Pubblicato il 10 Maggio 2018 alle 16:52 Autore: Antonella Cariello
Sana Cheema

Sana Cheema è stata strangolata, spezzato l’osso del collo.

A dire l’ultima parola sarà l’autopsia – autorizzata, a dire di un connazionale di Sana, solo a seguito della crescente pressione mediatica -. I riflettori, così insistentemente puntati sulla vicenda, avrebbero permesso di smentire le ricostruzioni diffuse dal Pakistan, terra natia e triste teatro del delitto della venticinquenne: i responsabili tentavano, infatti, di celarsi all’ombra di una presunta morte naturale.

La storia di Sana Cheema

Il movente dell’uccisione risiederebbe nel rifiuto opposto dalla giovane pakistana, trapiantata a Brescia, di un matrimonio combinato.
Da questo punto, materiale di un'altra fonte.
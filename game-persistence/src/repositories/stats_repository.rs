use anyhow::Result;
use sea_orm::{ActiveValue, DatabaseConnection, EntityTrait};
use uuid::Uuid;

use crate::entities::{player_stats, prelude::PlayerStats};
use game_core::StatsAggregator;
use game_types::{LastResult, Outcome, Statistics};

/// Persisted per-player statistics, one row per player key.
///
/// `record_outcome` is a read-modify-write; callers must serialize
/// concurrent calls for the same player (the server wraps this
/// repository in a single writer lock).
pub struct StatsRepository {
    db: DatabaseConnection,
}

impl StatsRepository {
    pub fn new(db: DatabaseConnection) -> Self {
        Self { db }
    }

    fn model_to_stats(model: &player_stats::Model) -> Statistics {
        let games_played = model.games_played.max(0) as u32;
        let wins = model.wins.max(0) as u32;

        Statistics {
            games_played,
            wins,
            current_streak: model.current_streak.max(0) as u32,
            last_result: parse_last_result(&model.last_result),
            win_percent: StatsAggregator::win_percent(wins, games_played),
        }
    }

    /// Statistics for a player, all-zero if they have never finished a
    /// game.
    pub async fn get_stats(&self, player_id: Uuid) -> Result<Statistics> {
        let model = PlayerStats::find_by_id(player_id).one(&self.db).await?;
        Ok(model
            .map(|m| Self::model_to_stats(&m))
            .unwrap_or_default())
    }

    /// Fold one terminal session outcome into the player's record and
    /// return the updated statistics.
    pub async fn record_outcome(&self, player_id: Uuid, outcome: Outcome) -> Result<Statistics> {
        let now = chrono::Utc::now().into();
        let existing = PlayerStats::find_by_id(player_id).one(&self.db).await?;

        match existing {
            Some(model) => {
                let updated = StatsAggregator::record_outcome(&Self::model_to_stats(&model), outcome);

                let active = player_stats::ActiveModel {
                    player_id: ActiveValue::Unchanged(model.player_id),
                    games_played: ActiveValue::Set(updated.games_played as i32),
                    wins: ActiveValue::Set(updated.wins as i32),
                    current_streak: ActiveValue::Set(updated.current_streak as i32),
                    last_result: ActiveValue::Set(last_result_to_string(updated.last_result)),
                    created_at: ActiveValue::Unchanged(model.created_at),
                    updated_at: ActiveValue::Set(now),
                };
                PlayerStats::update(active).exec(&self.db).await?;

                Ok(updated)
            }
            None => {
                let updated = StatsAggregator::record_outcome(&Statistics::default(), outcome);

                let active = player_stats::ActiveModel {
                    player_id: ActiveValue::Set(player_id),
                    games_played: ActiveValue::Set(updated.games_played as i32),
                    wins: ActiveValue::Set(updated.wins as i32),
                    current_streak: ActiveValue::Set(updated.current_streak as i32),
                    last_result: ActiveValue::Set(last_result_to_string(updated.last_result)),
                    created_at: ActiveValue::Set(now),
                    updated_at: ActiveValue::Set(now),
                };
                PlayerStats::insert(active).exec(&self.db).await?;

                Ok(updated)
            }
        }
    }

    /// Clear the player's counters back to zero.
    pub async fn reset_stats(&self, player_id: Uuid) -> Result<Statistics> {
        PlayerStats::delete_by_id(player_id).exec(&self.db).await?;
        Ok(StatsAggregator::reset())
    }
}

fn last_result_to_string(last_result: LastResult) -> String {
    match last_result {
        LastResult::Win => "win",
        LastResult::Lose => "lose",
        LastResult::None => "none",
    }
    .to_string()
}

fn parse_last_result(raw: &str) -> LastResult {
    match raw {
        "win" => LastResult::Win,
        "lose" => LastResult::Lose,
        _ => LastResult::None,
    }
}

#[cfg(test)]
mod tests {
    use super::*;
    use crate::connection::connect_to_memory_database;
    use migration::{Migrator, MigratorTrait};

    async fn setup_test_db() -> StatsRepository {
        let db = connect_to_memory_database().await.unwrap();
        Migrator::up(&db, None).await.unwrap();
        StatsRepository::new(db)
    }

    #[tokio::test]
    async fn test_stats_default_to_zero() {
        let repo = setup_test_db().await;

        let stats = repo.get_stats(Uuid::new_v4()).await.unwrap();
        assert_eq!(stats, Statistics::default());
    }

    #[tokio::test]
    async fn test_record_outcome_sequence() {
        let repo = setup_test_db().await;
        let player_id = Uuid::new_v4();

        let stats = repo.record_outcome(player_id, Outcome::Win).await.unwrap();
        assert_eq!(stats.games_played, 1);
        assert_eq!(stats.wins, 1);
        assert_eq!(stats.current_streak, 1);
        assert_eq!(stats.win_percent, 100);

        let stats = repo.record_outcome(player_id, Outcome::Win).await.unwrap();
        assert_eq!(stats.current_streak, 2);

        let stats = repo.record_outcome(player_id, Outcome::Lose).await.unwrap();
        assert_eq!(stats.games_played, 3);
        assert_eq!(stats.wins, 2);
        assert_eq!(stats.current_streak, 0);
        assert_eq!(stats.last_result, LastResult::Lose);
        assert_eq!(stats.win_percent, 67);

        // Round-trips through the database
        let loaded = repo.get_stats(player_id).await.unwrap();
        assert_eq!(loaded, stats);
    }

    #[tokio::test]
    async fn test_players_are_independent() {
        let repo = setup_test_db().await;
        let alice = Uuid::new_v4();
        let bob = Uuid::new_v4();

        repo.record_outcome(alice, Outcome::Win).await.unwrap();
        repo.record_outcome(bob, Outcome::Lose).await.unwrap();

        assert_eq!(repo.get_stats(alice).await.unwrap().wins, 1);
        assert_eq!(repo.get_stats(bob).await.unwrap().wins, 0);
    }

    #[tokio::test]
    async fn test_reset_clears_record() {
        let repo = setup_test_db().await;
        let player_id = Uuid::new_v4();

        repo.record_outcome(player_id, Outcome::Win).await.unwrap();
        let stats = repo.reset_stats(player_id).await.unwrap();
        assert_eq!(stats, Statistics::default());

        let loaded = repo.get_stats(player_id).await.unwrap();
        assert_eq!(loaded, Statistics::default());

        // Resetting a player with no record is fine
        repo.reset_stats(Uuid::new_v4()).await.unwrap();
    }
}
Insomma, si tratterebbe dell’ennesimo caso di delitto d’onore. Per i  carnefici – suo padre, Mustafa Ghulam, il fratello e uno zio della ragazza – il proposito di omicidio era alimentato anche da una seconda aggravante: tra i piani di Sana figurava anche una vita insieme, in Germania, con il suo ragazzo, le cui origini italiane mal si conciliavano con la dura presa di posizione anti-occidentalista dei Cheema.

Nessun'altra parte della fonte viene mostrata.